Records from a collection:
######
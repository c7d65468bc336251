//! Records and countries as the API serves them.
//!
//! The backend is loose about types: ids arrive as strings or integers and
//! `requestDate` may be an RFC 3339 string, an epoch number, `null` or `""`.
//! Everything is normalized on the way in so the rest of the app only sees
//! one shape.

use chrono::{DateTime, NaiveDate, Utc};
use serde::{Deserialize, Serialize};
use serde_json::{Map, Value};

/// A tax customer record
#[derive(Debug, Clone, PartialEq, Serialize, Deserialize)]
#[serde(rename_all = "camelCase")]
pub struct Record {
  #[serde(deserialize_with = "de::id")]
  pub id: String,
  #[serde(default, deserialize_with = "de::lenient_string")]
  pub name: String,
  #[serde(default, deserialize_with = "de::lenient_string")]
  pub gender: String,
  #[serde(default, deserialize_with = "de::lenient_string")]
  pub country: String,
  #[serde(default, deserialize_with = "de::lenient_string")]
  pub country_id: String,
  #[serde(default, deserialize_with = "de::request_date")]
  pub request_date: Option<DateTime<Utc>>,
  /// Fields we don't model, written back untouched on update
  #[serde(flatten)]
  pub extra: Map<String, Value>,
}

impl Record {
  /// Gender with the first letter capitalized, "-" when empty
  pub fn display_gender(&self) -> String {
    let gender = self.gender.trim();
    let mut chars = gender.chars();
    match chars.next() {
      Some(first) => first.to_uppercase().chain(chars.flat_map(char::to_lowercase)).collect(),
      None => "-".to_string(),
    }
  }

  pub fn is_male(&self) -> bool {
    self.gender.trim().eq_ignore_ascii_case("male")
  }

  /// Request date as "Jan 5, 2024", "-" when missing
  pub fn display_request_date(&self) -> String {
    match self.request_date {
      Some(date) => date.format("%b %-d, %Y").to_string(),
      None => "-".to_string(),
    }
  }
}

/// A country from the reference collection
#[derive(Debug, Clone, PartialEq, Eq, Serialize, Deserialize)]
pub struct Country {
  #[serde(deserialize_with = "de::id")]
  pub id: String,
  #[serde(default, deserialize_with = "de::lenient_string")]
  pub name: String,
}

/// Partial update of the user-editable record fields.
///
/// `None` fields are left untouched when merged onto a record.
#[derive(Debug, Clone, Default, PartialEq, Eq, Serialize)]
#[serde(rename_all = "camelCase")]
pub struct RecordPatch {
  #[serde(skip_serializing_if = "Option::is_none")]
  pub name: Option<String>,
  #[serde(skip_serializing_if = "Option::is_none")]
  pub country: Option<String>,
  #[serde(skip_serializing_if = "Option::is_none")]
  pub country_id: Option<String>,
}

impl RecordPatch {
  pub fn merge_into(&self, record: &mut Record) {
    if let Some(name) = &self.name {
      record.name = name.clone();
    }
    if let Some(country) = &self.country {
      record.country = country.clone();
    }
    if let Some(country_id) = &self.country_id {
      record.country_id = country_id.clone();
    }
  }
}

/// Body for creating a record; the server assigns the id
#[derive(Debug, Clone, Default, PartialEq, Serialize)]
#[serde(rename_all = "camelCase")]
pub struct NewRecord {
  pub name: String,
  pub gender: String,
  pub country: String,
  pub country_id: String,
  #[serde(skip_serializing_if = "Option::is_none")]
  pub request_date: Option<DateTime<Utc>>,
}

mod de {
  use super::*;
  use serde::de::Error;
  use serde::Deserializer;

  /// Epoch values above this are taken to be milliseconds
  const MILLIS_THRESHOLD: i64 = 100_000_000_000;

  pub fn id<'de, D: Deserializer<'de>>(deserializer: D) -> Result<String, D::Error> {
    match Value::deserialize(deserializer)? {
      Value::String(s) => Ok(s),
      Value::Number(n) => Ok(n.to_string()),
      other => Err(D::Error::custom(format!("invalid id: {}", other))),
    }
  }

  pub fn lenient_string<'de, D: Deserializer<'de>>(deserializer: D) -> Result<String, D::Error> {
    match Value::deserialize(deserializer)? {
      Value::Null => Ok(String::new()),
      Value::String(s) => Ok(s),
      Value::Number(n) => Ok(n.to_string()),
      Value::Bool(b) => Ok(b.to_string()),
      other => Err(D::Error::custom(format!("expected a string, got {}", other))),
    }
  }

  pub fn request_date<'de, D: Deserializer<'de>>(
    deserializer: D,
  ) -> Result<Option<DateTime<Utc>>, D::Error> {
    Ok(match Value::deserialize(deserializer)? {
      Value::String(s) => parse_date(&s),
      Value::Number(n) => n.as_i64().and_then(from_epoch),
      _ => None,
    })
  }

  fn parse_date(s: &str) -> Option<DateTime<Utc>> {
    let s = s.trim();
    if s.is_empty() {
      return None;
    }
    if let Ok(dt) = DateTime::parse_from_rfc3339(s) {
      return Some(dt.with_timezone(&Utc));
    }
    if let Ok(date) = NaiveDate::parse_from_str(s, "%Y-%m-%d") {
      return date.and_hms_opt(0, 0, 0).map(|dt| dt.and_utc());
    }
    s.parse::<i64>().ok().and_then(from_epoch)
  }

  fn from_epoch(value: i64) -> Option<DateTime<Utc>> {
    if value.abs() >= MILLIS_THRESHOLD {
      DateTime::from_timestamp_millis(value)
    } else {
      DateTime::from_timestamp(value, 0)
    }
  }
}

#[cfg(test)]
mod tests {
  use super::*;
  use serde_json::json;

  fn record(value: Value) -> Record {
    serde_json::from_value(value).unwrap()
  }

  #[test]
  fn test_numeric_ids_become_strings() {
    let r = record(json!({ "id": 7, "name": "Acme", "countryId": 3 }));
    assert_eq!(r.id, "7");
    assert_eq!(r.country_id, "3");
  }

  #[test]
  fn test_request_date_shapes() {
    let iso = record(json!({ "id": "1", "requestDate": "2024-01-05T10:00:00.000Z" }));
    assert_eq!(iso.display_request_date(), "Jan 5, 2024");

    let millis = record(json!({ "id": "1", "requestDate": 1704448800000i64 }));
    assert_eq!(millis.request_date, iso.request_date);

    let seconds = record(json!({ "id": "1", "requestDate": 1704448800 }));
    assert_eq!(seconds.request_date, iso.request_date);

    let plain = record(json!({ "id": "1", "requestDate": "2024-01-05" }));
    assert_eq!(plain.display_request_date(), "Jan 5, 2024");

    for missing in [json!(null), json!(""), json!("not a date")] {
      let r = record(json!({ "id": "1", "requestDate": missing }));
      assert_eq!(r.request_date, None);
      assert_eq!(r.display_request_date(), "-");
    }

    let absent = record(json!({ "id": "1" }));
    assert_eq!(absent.request_date, None);
  }

  #[test]
  fn test_null_strings_default_to_empty() {
    let r = record(json!({ "id": "1", "name": null, "gender": null }));
    assert_eq!(r.name, "");
    assert_eq!(r.display_gender(), "-");
  }

  #[test]
  fn test_display_gender_normalizes_case() {
    let r = record(json!({ "id": "1", "gender": "mALE" }));
    assert_eq!(r.display_gender(), "Male");
    assert!(r.is_male());

    let r = record(json!({ "id": "1", "gender": "female" }));
    assert_eq!(r.display_gender(), "Female");
    assert!(!r.is_male());
  }

  #[test]
  fn test_unknown_fields_survive_round_trip() {
    let r = record(json!({ "id": "1", "name": "Acme", "avatar": "a.png" }));
    let back = serde_json::to_value(&r).unwrap();
    assert_eq!(back["avatar"], "a.png");
    assert_eq!(back["countryId"], "");
  }

  #[test]
  fn test_patch_only_touches_present_fields() {
    let mut r = record(json!({ "id": "1", "name": "Acme", "country": "US", "countryId": "1" }));
    let patch = RecordPatch {
      name: Some("Acme Corp".to_string()),
      ..Default::default()
    };
    patch.merge_into(&mut r);
    assert_eq!(r.name, "Acme Corp");
    assert_eq!(r.country, "US");
    assert_eq!(r.country_id, "1");

    let body = serde_json::to_value(&patch).unwrap();
    assert_eq!(body, json!({ "name": "Acme Corp" }));
  }
}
######
| Work to complete |
Return all of the entries word for word.

| Exercise output |
repository c7d65468bc336251
//! Records and countries as the API serves them.
//!
//! The backend is loose about types: ids arrive as strings or integers and
//! `requestDate` may be an RFC 3339 string, an epoch number, `null` or `""`.
//! Everything is normalized on the way in so the rest of the app only sees
//! one shape.

use chrono::{DateTime, NaiveDate, Utc};
use serde::{Deserialize, Serialize};
use serde_json::{Map, Value};

/// A tax customer record
#[derive(Debug, Clone, PartialEq, Serialize, Deserialize)]
#[serde(rename_all = "camelCase")]
pub struct Record {
  #[serde(deserialize_with = "de::id")]
  pub id: String,
  #[serde(default, deserialize_with = "de::lenient_string")]
  pub name: String,
  #[serde(default, deserialize_with = "de::lenient_string")]
  pub gender: String,
  #[serde(default, deserialize_with = "de::lenient_string")]
  pub country: String,
  #[serde(default, deserialize_with = "de::lenient_string")]
  pub country_id: String,
  #[serde(default, deserialize_with = "de::request_date")]
  pub request_date: Option<DateTime<Utc>>,
  /// Fields we don't model, written back untouched on update
  #[serde(flatten)]
  pub extra: Map<String, Value>,
}

impl Record {
  /// Gender with the first letter capitalized, "-" when empty
  pub fn display_gender(&self) -> String {
    let gender = self.gender.trim();
    let mut chars = gender.chars();
    match chars.next() {
      Some(first) => first.to_uppercase().chain(chars.flat_map(char::to_lowercase)).collect(),
      None => "-".to_string(),
    }
  }

  pub fn is_male(&self) -> bool {
    self.gender.trim().eq_ignore_ascii_case("male")
  }

  /// Request date as "Jan 5, 2024", "-" when missing
  pub fn display_request_date(&self) -> String {
    match self.request_date {
      Some(date) => date.format("%b %-d, %Y").to_string(),
      None => "-".to_string(),
    }
  }
}

/// A country from the reference collection
#[derive(Debug, Clone, PartialEq, Eq, Serialize, Deserialize)]
pub struct Country {
  #[serde(deserialize_with = "de::id")]
  pub id: String,
  #[serde(default, deserialize_with = "de::lenient_string")]
  pub name: String,
}

/// Partial update of the user-editable record fields.
///
/// `None` fields are left untouched when merged onto a record.
#[derive(Debug, Clone, Default, PartialEq, Eq, Serialize)]
#[serde(rename_all = "camelCase")]
pub struct RecordPatch {
  #[serde(skip_serializing_if = "Option::is_none")]
  pub name: Option<String>,
  #[serde(skip_serializing_if = "Option::is_none")]
  pub country: Option<String>,
  #[serde(skip_serializing_if = "Option::is_none")]
  pub country_id: Option<String>,
}

impl RecordPatch {
  pub fn merge_into(&self, record: &mut Record) {
    if let Some(name) = &self.name {
      record.name = name.clone();
    }
    if let Some(country) = &self.country {
      record.country = country.clone();
    }
    if let Some(country_id) = &self.country_id {
      record.country_id = country_id.clone();
    }
  }
}

/// Body for creating a record; the server assigns the id
#[derive(Debug, Clone, Default, PartialEq, Serialize)]
#[serde(rename_all = "camelCase")]
pub struct NewRecord {
  pub name: String,
  pub gender: String,
  pub country: String,
  pub country_id: String,
  #[serde(skip_serializing_if = "Option::is_none")]
  pub request_date: Option<DateTime<Utc>>,
}

mod de {
  use super::*;
  use serde::de::Error;
  use serde::Deserializer;

  /// Epoch values above this are taken to be milliseconds
  const MILLIS_THRESHOLD: i64 = 100_000_000_000;

  pub fn id<'de, D: Deserializer<'de>>(deserializer: D) -> Result<String, D::Error> {
    match Value::deserialize(deserializer)? {
      Value::String(s) => Ok(s),
      Value::Number(n) => Ok(n.to_string()),
      other => Err(D::Error::custom(format!("invalid id: {}", other))),
    }
  }

  pub fn lenient_string<'de, D: Deserializer<'de>>(deserializer: D) -> Result<String, D::Error> {
    match Value::deserialize(deserializer)? {
      Value::Null => Ok(String::new()),
      Value::String(s) => Ok(s),
      Value::Number(n) => Ok(n.to_string()),
      Value::Bool(b) => Ok(b.to_string()),
      other => Err(D::Error::custom(format!("expected a string, got {}", other))),
    }
  }

  pub fn request_date<'de, D: Deserializer<'de>>(
    deserializer: D,
  ) -> Result<Option<DateTime<Utc>>, D::Error> {
    Ok(match Value::deserialize(deserializer)? {
      Value::String(s) => parse_date(&s),
      Value::Number(n) => n.as_i64().and_then(from_epoch),
      _ => None,
    })
  }

  fn parse_date(s: &str) -> Option<DateTime<Utc>> {
    let s = s.trim();
    if s.is_empty() {
      return None;
    }
    if let Ok(dt) = DateTime::parse_from_rfc3339(s) {
      return Some(dt.with_timezone(&Utc));
    }
    if let Ok(date) = NaiveDate::parse_from_str(s, "%Y-%m-%d") {
      return date.and_hms_opt(0, 0, 0).map(|dt| dt.and_utc());
    }
    s.parse::<i64>().ok().and_then(from_epoch)
  }

  fn from_epoch(value: i64) -> Option<DateTime<Utc>> {
    if value.abs() >= MILLIS_THRESHOLD {
      DateTime::from_timestamp_millis(value)
    } else {
      DateTime::from_timestamp(value, 0)
    }
  }
}

#[cfg(test)]
mod tests {
  use super::*;
  use serde_json::json;

  fn record(value: Value) -> Record {
    serde_json::from_value(value).unwrap()
  }

  #[test]
  fn test_numeric_ids_become_strings() {
    let r = record(json!({ "id": 7, "name": "Acme", "countryId": 3 }));
    assert_eq!(r.id, "7");
    assert_eq!(r.country_id, "3");
  }

  #[test]
  fn test_request_date_shapes() {
    let iso = record(json!({ "id": "1", "requestDate": "2024-01-05T10:00:00.000Z" }));
    assert_eq!(iso.display_request_date(), "Jan 5, 2024");

    let millis = record(json!({ "id": "1", "requestDate": 1704448800000i64 }));
    assert_eq!(millis.request_date, iso.request_date);

    let seconds = record(json!({ "id": "1", "requestDate": 1704448800 }));
    assert_eq!(seconds.request_date, iso.request_date);

    let plain = record(json!({ "id": "1", "requestDate": "2024-01-05" }));
    assert_eq!(plain.display_request_date(), "Jan 5, 2024");

    for missing in [json!(null), json!(""), json!("not a date")] {
      let r = record(json!({ "id": "1", "requestDate": missing }));
      assert_eq!(r.request_date, None);
      assert_eq!(r.display_request_date(), "-");
    }

    let absent = record(json!({ "id": "1" }));
    assert_eq!(absent.request_date, None);
  }

  #[test]
  fn test_null_strings_default_to_empty() {
    let r = record(json!({ "id": "1", "name": null, "gender": null }));
    assert_eq!(r.name, "");
    assert_eq!(r.display_gender(), "-");
  }

  #[test]
  fn test_display_gender_normalizes_case() {
    let r = record(json!({ "id": "1", "gender": "mALE" }));
    assert_eq!(r.display_gender(), "Male");
    assert!(r.is_male());

    let r = record(json!({ "id": "1", "gender": "female" }));
    assert_eq!(r.display_gender(), "Female");
    assert!(!r.is_male());
  }

  #[test]
  fn test_unknown_fields_survive_round_trip() {
    let r = record(json!({ "id": "1", "name": "Acme", "avatar": "a.png" }));
    let back = serde_json::to_value(&r).unwrap();
    assert_eq!(back["avatar"], "a.png");
    assert_eq!(back["countryId"], "");
  }

  #[test]
  fn test_patch_only_touches_present_fields() {
    let mut r = record(json!({ "id": "1", "name": "Acme", "country": "US", "countryId": "1" }));
    let patch = RecordPatch {
      name: Some("Acme Corp".to_string()),
      ..Default::default()
    };
    patch.merge_into(&mut r);
    assert_eq!(r.name, "Acme Corp");
    assert_eq!(r.country, "US");
    assert_eq!(r.country_id, "1");

    let body = serde_json::to_value(&patch).unwrap();
    assert_eq!(body, json!({ "name": "Acme Corp" }));
  }
}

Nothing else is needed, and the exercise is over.